Neck mass that turned out to be… Cryptococcus 4/9/2019

A 42yo homeless man with AIDS not on ART with CD4 < 10, VL 440K+, presents with an acutely enlarging right-sided neck mass that was tender and firm, with associated fevers and malaise… Blood CrAg returned positive, and biopsy revealed encapsulated yeast with narrow based buds…
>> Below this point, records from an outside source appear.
//! Word-sized persistent storage, kept across resets and power loss.
//!
//! The game only ever stores its random seed, at [`SEED_ADDRESS`]. Boards with EEPROM can
//! implement [`PersistentStore`] directly. For boards with only NOR flash, [`WordLog`] layers
//! a small append-only log over one erasable page so that frequent seed updates do not
//! erase the page on every write.
//!
//! The log still wears the page. The game rewrites its seed on every idle animation frame,
//! so a 1024 slot page is erased every few minutes of idling, and a page rated for 10,000
//! erases lasts a few weeks of cumulative idle time.

use core::cmp::min;
use heapless::FnvIndexMap;

/// Where the random seed lives.
pub const SEED_ADDRESS: u16 = 46;

/// Value of an erased flash slot.
const ERASED: u32 = 0xFFFF_FFFF;
/// Most distinct addresses carried over when a full page is compacted.
const MAX_ADDRESSES: usize = 16;

pub trait PersistentStore {
    /// Read the word stored at `address`. Never-written words read as whatever the medium
    /// holds; the game copes with any value.
    fn read_word(&mut self, address: u16) -> u16;

    /// Store `value` at `address` in a single word-sized write.
    fn write_word(&mut self, address: u16, value: u16);
}

/// One erasable page of NOR flash, addressed in 32 bit slots.
pub trait FlashPage {
    /// Number of 32 bit slots in the page.
    const SLOTS: usize;

    fn read_slot(&self, slot: usize) -> u32;

    /// Program an erased slot.
    fn program_slot(&mut self, slot: usize, word: u32);

    /// Erase the whole page back to all ones.
    fn erase(&mut self);
}

/// [`PersistentStore`] over a single flash page.
///
/// Each write programs the next free slot with `address << 16 | value`; reads return the
/// newest slot for the address. A full page is compacted down to the latest value of each
/// address before the write goes through. Compaction carries over at most 16 addresses, and
/// never more than `SLOTS - 1`, so the triggering write always has a free slot; addresses
/// beyond that limit are lost, the most recently written ones are kept. Address `0xFFFF` is
/// reserved, as its entries could not be told apart from erased slots.
pub struct WordLog<P> {
    page: P,
    /// First erased slot. Everything before it is programmed.
    next_slot: usize,
}

impl<P: FlashPage> WordLog<P> {
    pub fn new(page: P) -> Self {
        let next_slot = (0..P::SLOTS)
            .find(|&slot| page.read_slot(slot) == ERASED)
            .unwrap_or(P::SLOTS);
        WordLog { page, next_slot }
    }

    /// Latest value written to `address`, if any.
    pub fn get(&self, address: u16) -> Option<u16> {
        (0..self.next_slot)
            .rev()
            .map(|slot| self.page.read_slot(slot))
            .find(|&entry| (entry >> 16) as u16 == address)
            .map(|entry| entry as u16)
    }

    /// Number of programmed slots.
    pub fn used_slots(&self) -> usize {
        self.next_slot
    }

    pub fn page(&self) -> &P {
        &self.page
    }

    pub fn into_page(self) -> P {
        self.page
    }

    fn append(&mut self, address: u16, value: u16) {
        if self.next_slot >= P::SLOTS {
            self.compact(address);
        }
        if self.next_slot >= P::SLOTS {
            // zero slot page
            return;
        }
        self.page
            .program_slot(self.next_slot, (address as u32) << 16 | value as u32);
        self.next_slot += 1;
    }

    /// Rewrite the page with only the latest value of each address other than `skip`,
    /// leaving at least one slot free.
    fn compact(&mut self, skip: u16) {
        let keep = min(MAX_ADDRESSES, P::SLOTS.saturating_sub(1));
        let mut latest: FnvIndexMap<u16, u16, MAX_ADDRESSES> = FnvIndexMap::new();
        for slot in (0..self.next_slot).rev() {
            if latest.len() == keep {
                break;
            }
            let entry = self.page.read_slot(slot);
            let address = (entry >> 16) as u16;
            if address == skip || latest.contains_key(&address) {
                continue;
            }
            if latest.insert(address, entry as u16).is_err() {
                break;
            }
        }

        self.page.erase();
        self.next_slot = 0;
        for (&address, &value) in latest.iter() {
            self.page
                .program_slot(self.next_slot, (address as u32) << 16 | value as u32);
            self.next_slot += 1;
        }
    }
}

impl<P: FlashPage> PersistentStore for WordLog<P> {
    fn read_word(&mut self, address: u16) -> u16 {
        self.get(address).unwrap_or(0xFFFF)
    }

    fn write_word(&mut self, address: u16, value: u16) {
        if address == 0xFFFF || self.get(address) == Some(value) {
            return;
        }
        self.append(address, value);
    }
}

#[cfg(test)]
mod tests {
    use super::*;

    struct RamPage {
        slots: [u32; 8],
        erases: usize,
    }

    impl RamPage {
        fn new() -> Self {
            RamPage {
                slots: [ERASED; 8],
                erases: 0,
            }
        }
    }

    impl FlashPage for RamPage {
        const SLOTS: usize = 8;

        fn read_slot(&self, slot: usize) -> u32 {
            self.slots[slot]
        }

        fn program_slot(&mut self, slot: usize, word: u32) {
            assert_eq!(self.slots[slot], ERASED, "slot {} programmed twice", slot);
            self.slots[slot] = word;
        }

        fn erase(&mut self) {
            self.slots = [ERASED; 8];
            self.erases += 1;
        }
    }

    #[test]
    fn test_erased_page_reads_all_ones() {
        let mut log = WordLog::new(RamPage::new());
        assert_eq!(log.read_word(SEED_ADDRESS), 0xFFFF);
        assert_eq!(log.used_slots(), 0);
    }

    #[test]
    fn test_read_after_write() {
        let mut log = WordLog::new(RamPage::new());
        log.write_word(SEED_ADDRESS, 1234);
        log.write_word(SEED_ADDRESS, 1235);
        log.write_word(7, 99);
        assert_eq!(log.read_word(SEED_ADDRESS), 1235);
        assert_eq!(log.read_word(7), 99);
        assert_eq!(log.used_slots(), 3);
    }

    #[test]
    fn test_same_value_not_rewritten() {
        let mut log = WordLog::new(RamPage::new());
        log.write_word(SEED_ADDRESS, 5);
        log.write_word(SEED_ADDRESS, 5);
        assert_eq!(log.used_slots(), 1);
    }

    #[test]
    fn test_reopen_finds_latest() {
        let mut log = WordLog::new(RamPage::new());
        for value in 10..15 {
            log.write_word(SEED_ADDRESS, value);
        }
        let mut reopened = WordLog::new(log.into_page());
        assert_eq!(reopened.used_slots(), 5);
        assert_eq!(reopened.read_word(SEED_ADDRESS), 14);
        reopened.write_word(SEED_ADDRESS, 15);
        assert_eq!(reopened.read_word(SEED_ADDRESS), 15);
    }

    #[test]
    fn test_full_page_is_compacted() {
        let mut log = WordLog::new(RamPage::new());
        log.write_word(3, 300);
        for value in 0..20 {
            log.write_word(SEED_ADDRESS, value);
        }
        assert_eq!(log.read_word(SEED_ADDRESS), 19);
        assert_eq!(log.read_word(3), 300);
        assert!(log.page().erases >= 2);
        assert!(log.used_slots() <= RamPage::SLOTS);
    }

    struct TinyPage {
        slots: [u32; 4],
    }

    impl FlashPage for TinyPage {
        const SLOTS: usize = 4;

        fn read_slot(&self, slot: usize) -> u32 {
            self.slots[slot]
        }

        fn program_slot(&mut self, slot: usize, word: u32) {
            self.slots[slot] = word;
        }

        fn erase(&mut self) {
            self.slots = [ERASED; 4];
        }
    }

    #[test]
    fn test_compaction_leaves_room_on_small_page() {
        let mut log = WordLog::new(TinyPage { slots: [ERASED; 4] });
        for address in 0..4 {
            log.write_word(address, 1);
        }
        log.write_word(9, 1);
        assert_eq!(log.read_word(9), 1);
        assert_eq!(log.used_slots(), 4);
        // the three newest addresses survive, the oldest is dropped
        assert_eq!(log.read_word(3), 1);
        assert_eq!(log.read_word(2), 1);
        assert_eq!(log.read_word(1), 1);
        assert_eq!(log.read_word(0), 0xFFFF);
    }

    #[test]
    fn test_many_addresses_on_small_page() {
        let mut log = WordLog::new(TinyPage { slots: [ERASED; 4] });
        for address in 0..40 {
            log.write_word(address, address + 100);
            assert_eq!(log.read_word(address), address + 100);
            assert!(log.used_slots() <= TinyPage::SLOTS);
        }
    }

    #[test]
    fn test_reserved_address_ignored() {
        let mut log = WordLog::new(RamPage::new());
        log.write_word(0xFFFF, 1);
        assert_eq!(log.used_slots(), 0);
    }
}
pub mod canvas;
pub mod config;
pub mod data;
pub mod error;
pub mod flowers;
pub mod projection;
pub mod render;
pub mod server;
pub mod types;

use anyhow::{anyhow, Result};
use clap::{Args, Parser, Subcommand};
use std::path::PathBuf;
use tracing::{info, warn};
use tracing_subscriber::EnvFilter;

#[derive(Parser)]
#[command(author, version, about, long_about = None)]
struct Cli {
    #[command(subcommand)]
    command: Commands,
}

#[derive(Args)]
struct Inputs {
    #[arg(short, long, value_name = "FILE", default_value = "config.toml")]
    config: PathBuf,
    /// Flower table; skips the config file when given
    #[arg(long, value_name = "FILE")]
    flowers: Option<PathBuf>,
    /// State boundaries (.shp or .geojson)
    #[arg(long, value_name = "FILE")]
    boundaries: Option<PathBuf>,
}

impl Inputs {
    fn load(&self, needs_boundaries: bool) -> Result<config::AppConfig> {
        match (&self.flowers, &self.boundaries) {
            (Some(flowers), Some(boundaries)) => Ok(config::AppConfig::default_for(
                flowers.clone(),
                boundaries.clone(),
            )),
            (Some(_), None) if needs_boundaries => {
                Err(anyhow!("--boundaries is required together with --flowers"))
            }
            (Some(flowers), None) => Ok(config::AppConfig::default_for(flowers.clone(), PathBuf::new())),
            (None, Some(_)) => Err(anyhow!("--flowers is required together with --boundaries")),
            (None, None) => config::AppConfig::load_from_file(&self.config),
        }
    }
}

#[derive(Subcommand)]
enum Commands {
    /// Join flowers to state boundaries and render the maps
    Render {
        #[command(flatten)]
        inputs: Inputs,
        /// Output directory, overriding the config
        #[arg(short, long, value_name = "DIR")]
        out: Option<PathBuf>,
    },
    /// Look flowers up by state or by common name
    Lookup {
        #[command(flatten)]
        inputs: Inputs,
        #[arg(long, conflicts_with = "common_name")]
        state: Option<String>,
        #[arg(long)]
        common_name: Option<String>,
    },
    /// Serve the rendered maps and a point lookup API
    Serve {
        #[command(flatten)]
        inputs: Inputs,
    },
}

#[tokio::main]
async fn main() -> Result<()> {
    tracing_subscriber::fmt()
        .with_env_filter(EnvFilter::try_from_default_env().unwrap_or_else(|_| EnvFilter::new("info")))
        .init();

    let cli = Cli::parse();

    match &cli.command {
        Commands::Render { inputs, out } => {
            let mut app_config = inputs.load(true)?;
            if let Some(out) = out {
                app_config.output.dir = out.clone();
            }

            // 1. Load and join data
            let loaded = data::load_data(&app_config)?;

            // 2. Reproject and render
            let report = &loaded.report;
            info!(
                "{} states matched, {} flower rows and {} boundaries left out",
                report.matched,
                report.unmatched_flowers.len(),
                report.unmatched_boundaries.len()
            );
            let written = render::render_maps(&app_config, &loaded.features)?;

            info!("Rendered {} maps into {:?}", written.len(), app_config.output.dir);
        }
        Commands::Lookup { inputs, state, common_name } => {
            let app_config = inputs.load(false)?;
            let input = &app_config.input;
            let table = flowers::load_flowers(
                &input.flowers,
                input.delimiter,
                &input.join_column_flowers,
                &input.common_name_column,
            )?;

            if table.is_empty() {
                warn!("{:?} has no flower rows", input.flowers);
            }

            let rows = match (state, common_name) {
                (Some(state), _) => table.by_state(state),
                (None, Some(name)) => table.by_common_name(name),
                (None, None) => table.records.iter().collect(),
            };

            println!("{}", table.headers.join("\t"));
            for row in &rows {
                let values: Vec<&str> = row.columns.iter().map(|(_, v)| v.as_str()).collect();
                println!("{}", values.join("\t"));
            }
            info!("{} matching rows", rows.len());
        }
        Commands::Serve { inputs } => {
            let app_config = inputs.load(true)?;

            let loaded = data::load_data(&app_config)?;
            server::start_server(app_config, loaded.features, loaded.flowers).await?;
        }
    }

    Ok(())
}
use crate::projection::Crs;
use anyhow::{bail, Context, Result};
use serde::Deserialize;
use std::fs;
use std::path::{Path, PathBuf};

pub const NORTH_AMERICA_EQDC: &str = "+proj=eqdc +lat_0=40 +lon_0=-96 +lat_1=20 +lat_2=60 +x_0=0 +y_0=0 +datum=NAD83 +units=m +no_defs";

#[derive(Debug, Deserialize, Clone)]
pub struct AppConfig {
    pub input: InputConfig,
    #[serde(default)]
    pub projection: ProjectionConfig,
    #[serde(default)]
    pub output: OutputConfig,
    #[serde(default)]
    pub server: ServerConfig,
}

#[derive(Debug, Deserialize, Clone)]
pub struct InputConfig {
    pub flowers: PathBuf,
    pub boundaries: PathBuf,
    #[serde(default = "default_join_column_shape")]
    pub join_column_shape: String,
    #[serde(default = "default_join_column_flowers")]
    pub join_column_flowers: String,
    #[serde(default = "default_common_name_column")]
    pub common_name_column: String,
    #[serde(default = "default_delimiter")]
    pub delimiter: char,
    #[serde(default)]
    pub strict_join: bool,
}

#[derive(Debug, Deserialize, Clone)]
pub struct ProjectionConfig {
    #[serde(default = "default_source_crs")]
    pub source_crs: String,
    #[serde(default = "default_target")]
    pub target: String,
}

#[derive(Debug, Deserialize, Clone)]
pub struct OutputConfig {
    #[serde(default = "default_output_dir")]
    pub dir: PathBuf,
    #[serde(default = "default_width")]
    pub width: u32,
    #[serde(default = "default_height")]
    pub height: u32,
    #[serde(default = "default_margin")]
    pub margin: u32,
    #[serde(default)]
    pub maps: Vec<MapSpec>,
}

#[derive(Debug, Deserialize, Clone, Copy, Default, PartialEq, Eq)]
#[serde(rename_all = "lowercase")]
pub enum MapCrs {
    #[default]
    Geographic,
    Projected,
}

#[derive(Debug, Deserialize, Clone, PartialEq)]
pub struct MapSpec {
    pub file: String,
    #[serde(default)]
    pub title: Option<String>,
    #[serde(default)]
    pub crs: MapCrs,
    #[serde(default = "default_true")]
    pub states: bool,
    #[serde(default)]
    pub centroids: bool,
    /// Column written at each state's centroid: a shape attribute or a flower column.
    #[serde(default)]
    pub label: Option<String>,
    /// Extra markers, given in the map's own coordinate system.
    #[serde(default)]
    pub points: Vec<[f64; 2]>,
    #[serde(default)]
    pub axes: bool,
    #[serde(default = "default_fill")]
    pub fill: String, // Hex code
    #[serde(default = "default_edge")]
    pub edge: String,
}

#[derive(Debug, Deserialize, Clone)]
pub struct ServerConfig {
    #[serde(default = "default_port")]
    pub port: u16,
}

impl AppConfig {
    pub fn load_from_file(path: &Path) -> Result<Self> {
        let content = fs::read_to_string(path)
            .with_context(|| format!("Failed to read config file: {:?}", path))?;
        let config: AppConfig = toml::from_str(&content)
            .with_context(|| "Failed to parse TOML configuration")?;
        config.projections()?;
        Ok(config)
    }

    /// Parses the source and target CRS. Only geographic EPSG:4326 data is accepted as a source.
    pub fn projections(&self) -> Result<(Crs, Crs)> {
        let projection = &self.projection;
        let source = Crs::parse(&projection.source_crs)
            .with_context(|| format!("Invalid source CRS: {}", projection.source_crs))?;
        if source != Crs::Geographic {
            bail!(
                "Unsupported source CRS: {} (only EPSG:4326 is supported)",
                projection.source_crs
            );
        }
        let target = Crs::parse(&projection.target)
            .with_context(|| format!("Invalid target projection: {}", projection.target))?;
        Ok((source, target))
    }

    /// Config used when the input files are passed on the command line.
    pub fn default_for(flowers: PathBuf, boundaries: PathBuf) -> Self {
        AppConfig {
            input: InputConfig {
                flowers,
                boundaries,
                join_column_shape: default_join_column_shape(),
                join_column_flowers: default_join_column_flowers(),
                common_name_column: default_common_name_column(),
                delimiter: default_delimiter(),
                strict_join: false,
            },
            projection: ProjectionConfig::default(),
            output: OutputConfig::default(),
            server: ServerConfig::default(),
        }
    }

    /// The configured maps, or the six-map narrative when none are listed.
    pub fn maps(&self) -> Vec<MapSpec> {
        if self.output.maps.is_empty() {
            default_maps(&self.input)
        } else {
            self.output.maps.clone()
        }
    }

    /// Columns the maps label with, so shape loaders know what to keep.
    pub fn label_columns(&self) -> Vec<String> {
        let mut columns = vec![self.input.join_column_shape.clone()];
        for map in self.maps() {
            if let Some(label) = map.label {
                if !columns.contains(&label) {
                    columns.push(label);
                }
            }
        }
        columns
    }
}

impl MapSpec {
    fn new(file: &str, crs: MapCrs) -> Self {
        MapSpec {
            file: file.to_string(),
            title: None,
            crs,
            states: true,
            centroids: false,
            label: None,
            points: Vec::new(),
            axes: false,
            fill: default_fill(),
            edge: default_edge(),
        }
    }
}

pub fn default_maps(input: &InputConfig) -> Vec<MapSpec> {
    let outline = MapSpec {
        axes: true,
        ..MapSpec::new("outline.png", MapCrs::Geographic)
    };
    let projected = MapSpec {
        title: Some("USA! USA!".to_string()),
        ..MapSpec::new("projected.png", MapCrs::Projected)
    };
    let state_names = MapSpec {
        title: Some("USA! USA!".to_string()),
        label: Some(input.join_column_shape.clone()),
        ..MapSpec::new("state_names.svg", MapCrs::Projected)
    };
    let flowers = MapSpec {
        title: Some("USA flowers".to_string()),
        label: Some(input.common_name_column.clone()),
        ..MapSpec::new("flowers.svg", MapCrs::Projected)
    };
    let centroids = MapSpec {
        centroids: true,
        axes: true,
        ..MapSpec::new("centroids.png", MapCrs::Geographic)
    };
    let point = MapSpec {
        states: false,
        points: vec![[1.0, 2.0]],
        axes: true,
        ..MapSpec::new("point.png", MapCrs::Geographic)
    };
    vec![outline, projected, state_names, flowers, centroids, point]
}

impl Default for ProjectionConfig {
    fn default() -> Self {
        ProjectionConfig {
            source_crs: default_source_crs(),
            target: default_target(),
        }
    }
}

impl Default for OutputConfig {
    fn default() -> Self {
        OutputConfig {
            dir: default_output_dir(),
            width: default_width(),
            height: default_height(),
            margin: default_margin(),
            maps: Vec::new(),
        }
    }
}

impl Default for ServerConfig {
    fn default() -> Self {
        ServerConfig { port: default_port() }
    }
}

fn default_join_column_shape() -> String {
    "NAME".to_string()
}

fn default_join_column_flowers() -> String {
    "State".to_string()
}

fn default_common_name_column() -> String {
    "Common name".to_string()
}

fn default_delimiter() -> char {
    '\t'
}

fn default_source_crs() -> String {
    "EPSG:4326".to_string()
}

fn default_target() -> String {
    NORTH_AMERICA_EQDC.to_string()
}

fn default_output_dir() -> PathBuf {
    PathBuf::from("maps")
}

fn default_width() -> u32 {
    600
}

fn default_height() -> u32 {
    600
}

fn default_margin() -> u32 {
    24
}

fn default_true() -> bool {
    true
}

fn default_fill() -> String {
    "#1f77b4".to_string()
}

fn default_edge() -> String {
    "#ffffff".to_string()
}

fn default_port() -> u16 {
    3000
}
use crate::types::FlowerRecord;
use anyhow::{anyhow, Context, Result};
use csv::{ReaderBuilder, Trim};
use std::fs::File;
use std::io::Read;
use std::path::Path;
use tracing::{debug, info};

#[derive(Debug, Clone, Default)]
pub struct FlowerTable {
    pub headers: Vec<String>,
    pub records: Vec<FlowerRecord>,
}

impl FlowerTable {
    pub fn len(&self) -> usize {
        self.records.len()
    }

    pub fn is_empty(&self) -> bool {
        self.records.is_empty()
    }

    pub fn by_state(&self, state: &str) -> Vec<&FlowerRecord> {
        self.records.iter().filter(|r| r.state == state).collect()
    }

    pub fn by_common_name(&self, common_name: &str) -> Vec<&FlowerRecord> {
        self.records
            .iter()
            .filter(|r| r.common_name == common_name)
            .collect()
    }
}

pub fn load_flowers(
    path: &Path,
    delimiter: char,
    join_column: &str,
    common_name_column: &str,
) -> Result<FlowerTable> {
    let file = File::open(path)
        .with_context(|| format!("Failed to open flower table: {:?}", path))?;
    let table = read_flowers(file, delimiter, join_column, common_name_column)
        .with_context(|| format!("Failed to read flower table: {:?}", path))?;
    info!("Loaded {} flower rows from {:?}", table.len(), path);
    Ok(table)
}

pub fn read_flowers<R: Read>(
    reader: R,
    delimiter: char,
    join_column: &str,
    common_name_column: &str,
) -> Result<FlowerTable> {
    if !delimiter.is_ascii() {
        return Err(anyhow!("Delimiter must be a single ASCII character, got {:?}", delimiter));
    }

    let mut rdr = ReaderBuilder::new()
        .delimiter(delimiter as u8)
        .trim(Trim::All)
        .from_reader(reader);
    let headers: Vec<String> = rdr.headers()?.iter().map(str::to_string).collect();

    let join_idx = headers.iter().position(|h| h == join_column)
        .ok_or_else(|| anyhow!("Join column '{}' not found in flower table", join_column))?;
    let name_idx = headers.iter().position(|h| h == common_name_column)
        .ok_or_else(|| anyhow!("Column '{}' not found in flower table", common_name_column))?;

    let mut records = Vec::new();
    for result in rdr.records() {
        let record = result?;
        let state = record.get(join_idx).unwrap_or("");
        if state.is_empty() {
            debug!("Skipping flower row without a state: {:?}", record);
            continue;
        }

        records.push(FlowerRecord {
            state: state.to_string(),
            common_name: record.get(name_idx).unwrap_or("").to_string(),
            columns: headers
                .iter()
                .cloned()
                .zip(record.iter().map(str::to_string))
                .collect(),
        });
    }

    Ok(FlowerTable { headers, records })
}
Yep, you’ve guessed it, it’s crypto!


Cryptococcus

Epidemiology

  • Invasive fungal species, primarily C neoformans and C. gattii are seen, found world wide in soil. Associated with infections in immunocompromised hosts.

Risk Factors

  • AIDS (AIDS defining illness)
  • Hematologic malignancies
  • Long term steroids
  • Solid organ transplantation
  • Sarcoidosis

Presentation

  • Most of the population have been exposed to the spores of C. neoformans, and in immunocompetent patients, most cases are asymptomatic to mild symptoms.
  • Typically inhaled and affects the lungs first, and then can disseminate to CNS (most feared), skin, solid organs, bones, etc
  • CNS: Feared, no-specific sx of fever, AMS, headache.
  • Disseminated disease requires at least 2 non-contiguous sites

Diagnosis

  • Culture is definitive
  • GS: Encapsulated budding yeasts with narrow based buds on India Ink = characteristic
  • IF e/o dissemination, get CXR, urine, LP, blood cultures
  • Cryptococcal capsular antigen (CSF or blood) are > 90% sensitive and specific.
  • Cr titers correlate with organism burden and prognosis, but not helpful to follow during treatment and doesn’t correlate with tx response. Titers > 1:512 is associated with poor prognosis.
  • CSF or blood CrAg is diagnostic

Management

  • Mild to moderate in immunocompetent hosts: Fluconazole for 6-12 months.
    • Alternatives are itraconazole, voriconazole, or posaconazole.
  • Immunocompromised hosts with mild-moderate pulmonary disease in the absence of diffused pulm infiltrates, CNS, or disseminated infection, can use fluconazole 6mg/kg (typically 400mg) daily for 6-12 months, with similar alternatives if fluconazole is not available/tolerated.
  • Immunocompromised hosts with severe disease or CNS infection: ARDS occur frequent in IC patients with cryptococcal pneumonia.
    • Induction: Ampho B + flucyotosine for minimum of 2 weeks.
    • Consolidation: Fluconazole 200-400mg daily x 8 weeks
    • Maintenance therapy is continued for at least 1 year.
    • Intracranial pressure control: Cryptococcal meningoencephalitis patients might need daily LPs to relief ICP, might require VP shunt. Do not use mannitol or acetazolamide.
      • Steroids not shown to be helpful.
  • ART: Usually not started with induction therapy due to a risk of IRIS.
    • ART is usually started 2-10 weeks after antifungal therapy has been started to minimize risk.